Don Nix (born September 27, 1941, Memphis, Tennessee, United States) is an American songwriter, composer, arranger, musician, and author. Although cited as being "one of the more obscure figures in Southern soul and rock", he is a key figure in several genres of Southern rock and soul, R&B, and the blues.
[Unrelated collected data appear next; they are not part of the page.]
use std::{collections::HashMap, net::UdpSocket, sync::Arc, time::Duration};

use chrono::{DateTime, Local};

use crate::{
    config::Endpoint,
    error::{Result, TelloError},
    slot::Latest,
    utils,
    worker::CyclicWorker,
};

/// One decoded state datagram, e.g. `mid:0;x:100;y:200;bat:75;`.
///
/// Fields are kept both positionally (the record flattened on `;` and `:`)
/// and as a key/value map built from consecutive pairs.
#[derive(Debug, Clone, Default, PartialEq)]
pub struct TelemetryFrame {
    fields: Vec<String>,
    values: HashMap<String, String>,
    pub received_at: Option<DateTime<Local>>,
}

impl TelemetryFrame {
    pub fn parse(record: &str) -> Result<Self> {
        let record = record.trim_end();
        if record.is_empty() {
            return Err(TelloError::Decode("empty state record".to_owned()));
        }
        let fields: Vec<String> = record
            .replace(';', ":")
            .split(':')
            .map(|f| f.trim().to_owned())
            .collect();

        let mut values = HashMap::new();
        for field in record.split(';') {
            let field = field.trim();
            if field.is_empty() {
                continue;
            }
            let Some((key, value)) = field.split_once(':') else {
                return Err(TelloError::Decode(format!("state field without value: {field}")));
            };
            if key.is_empty() {
                return Err(TelloError::Decode(format!("state field without key: {field}")));
            }
            values.insert(key.to_owned(), value.to_owned());
        }

        Ok(Self {
            fields,
            values,
            received_at: Some(Local::now()),
        })
    }

    pub fn get(&self, key: &str) -> Option<&str> {
        self.values.get(key).map(|v| v.as_str())
    }

    pub fn at(&self, index: usize) -> Option<&str> {
        self.fields.get(index).map(|v| v.as_str())
    }

    pub fn fields(&self) -> &[String] {
        &self.fields
    }

    pub fn is_empty(&self) -> bool {
        self.fields.is_empty()
    }
}

/// Receives the unsolicited state stream and keeps only the newest frame.
#[derive(Debug)]
pub struct TelemetryLink {
    sock: Arc<UdpSocket>,
    latest: Arc<Latest<TelemetryFrame>>,
    receiver: CyclicWorker,
}

impl TelemetryLink {
    pub fn bind(local: &Endpoint, read_timeout: Duration) -> Result<Self> {
        Ok(Self {
            sock: Arc::new(utils::udp_sock(local, read_timeout)?),
            latest: Arc::new(Latest::new()),
            receiver: CyclicWorker::new("tello-state-recv"),
        })
    }

    pub fn local_addr(&self) -> Result<std::net::SocketAddr> {
        Ok(self.sock.local_addr()?)
    }

    pub fn start(&self) -> Result<()> {
        let sock = self.sock.clone();
        let latest = self.latest.clone();
        let mut buff = [0u8; 1024];
        self.receiver.start(move || {
            let method_name = "state_recv";
            let nread = match sock.recv(&mut buff) {
                Ok(n) => n,
                Err(e) => {
                    let e = TelloError::from(e);
                    return if e.is_timeout() { Ok(()) } else { Err(e) };
                }
            };
            let decoded = utils::datagram_text(&buff[..nread])
                .ok_or_else(|| TelloError::Decode("non utf-8 state record".to_owned()))
                .and_then(|text| TelemetryFrame::parse(&text));
            match decoded {
                Ok(frame) => {
                    tracing::trace!(method_name, nread, "state frame: {:?}", frame.fields());
                    latest.publish(frame);
                }
                Err(e) => tracing::debug!(method_name, "dropping state record: {e}"),
            }
            Ok(())
        })
    }

    pub fn stop(&self) {
        self.receiver.stop();
    }

    pub fn join(&self) {
        self.receiver.join();
    }

    /// Newest frame, empty until the first datagram arrives.
    pub fn latest(&self) -> Arc<TelemetryFrame> {
        self.latest.get().unwrap_or_default()
    }
}

impl Drop for TelemetryLink {
    fn drop(&mut self) {
        self.receiver.stop();
    }
}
He played "Memphis soul" sound.

Career
A native of Memphis, Tennessee, Nix came from a musical family (his brother, Larry Nix, became a mastering engineer for Stax Records and for the Ardent Studios in Memphis).  Don Nix began his career playing saxophone for the Mar-Keys, which also featured Steve Cropper, Duck Dunn and others.  The hit instrumental single "Last Night" (composed by the band as a whole) was the first of many successful hits to Nix's credit.  Without Nix, the Mar-Keys evolved into Booker T. & the M.G.'s.

As a producer, Nix worked with other artists and producers, such as Leon Russell of Shelter Records; Gary Lewis and the Playboys in Dick Clark's Caravan of Stars; George Harrison, of the Beatles; and John Mayall and the Bluesbreakers.  One notable achievement was his collaboration with Harrison, Russell, and  others in the production of the "Concert for Bangladesh". Nix agreed to organize a backing chorus group for the benefit concert at Madison Square Garden in 1971.

Throughout his career, Nix worked behind the scenes as producer, arranger, and musician and in other roles for artists including Lonnie Mack, Furry Lewis, Freddie King, Albert King, Delaney, Bonnie & Friends, Isaac Hayes, the Staple Singers, Jeff Beck, Brian May, Eric Clapton, and many others.  He wrote and produced albums for solo artists and for groups, such as Don Nix and the Alabama State Troupers, John Mayall and the Bluesbreakers, the Muscle Shoals Rhythm Section, and Larry Raspberry and the Highsteppers.

His song, "Going Down", originally released by the band Moloch on their eponymous album in 1969, has become a rock-and-roll standard, having been covered by Freddie King, Jeff Beck, Deep Purple, JJ Cale, Marc Ford, Chicken Shack, Bryan Ferry, Pearl Jam, Gov't Mule, The Rolling Stones, Sam Kinison, Stevie Ray Vaughan, Joe Satriani, the Who, Led Zeppelin, Sammy Hagar, Joe Bonamassa, Sturgill Simpson, Fraternity, Fun Lovin' Criminals and others.  Nix released a version of the song as a single for Elektra Records in 1972.  The songs "Black Cat Moan" and "Sweet Sweet Surrender" were covered on the 1973 album Beck, Bogert & Appice.  The Rolling Stones performed "Goin' Down" with John Mayer and Gary Clark, Jr. live on Pay-Per-View television on December 15, 2012, as part of the Stones' 50th Anniversary Tour.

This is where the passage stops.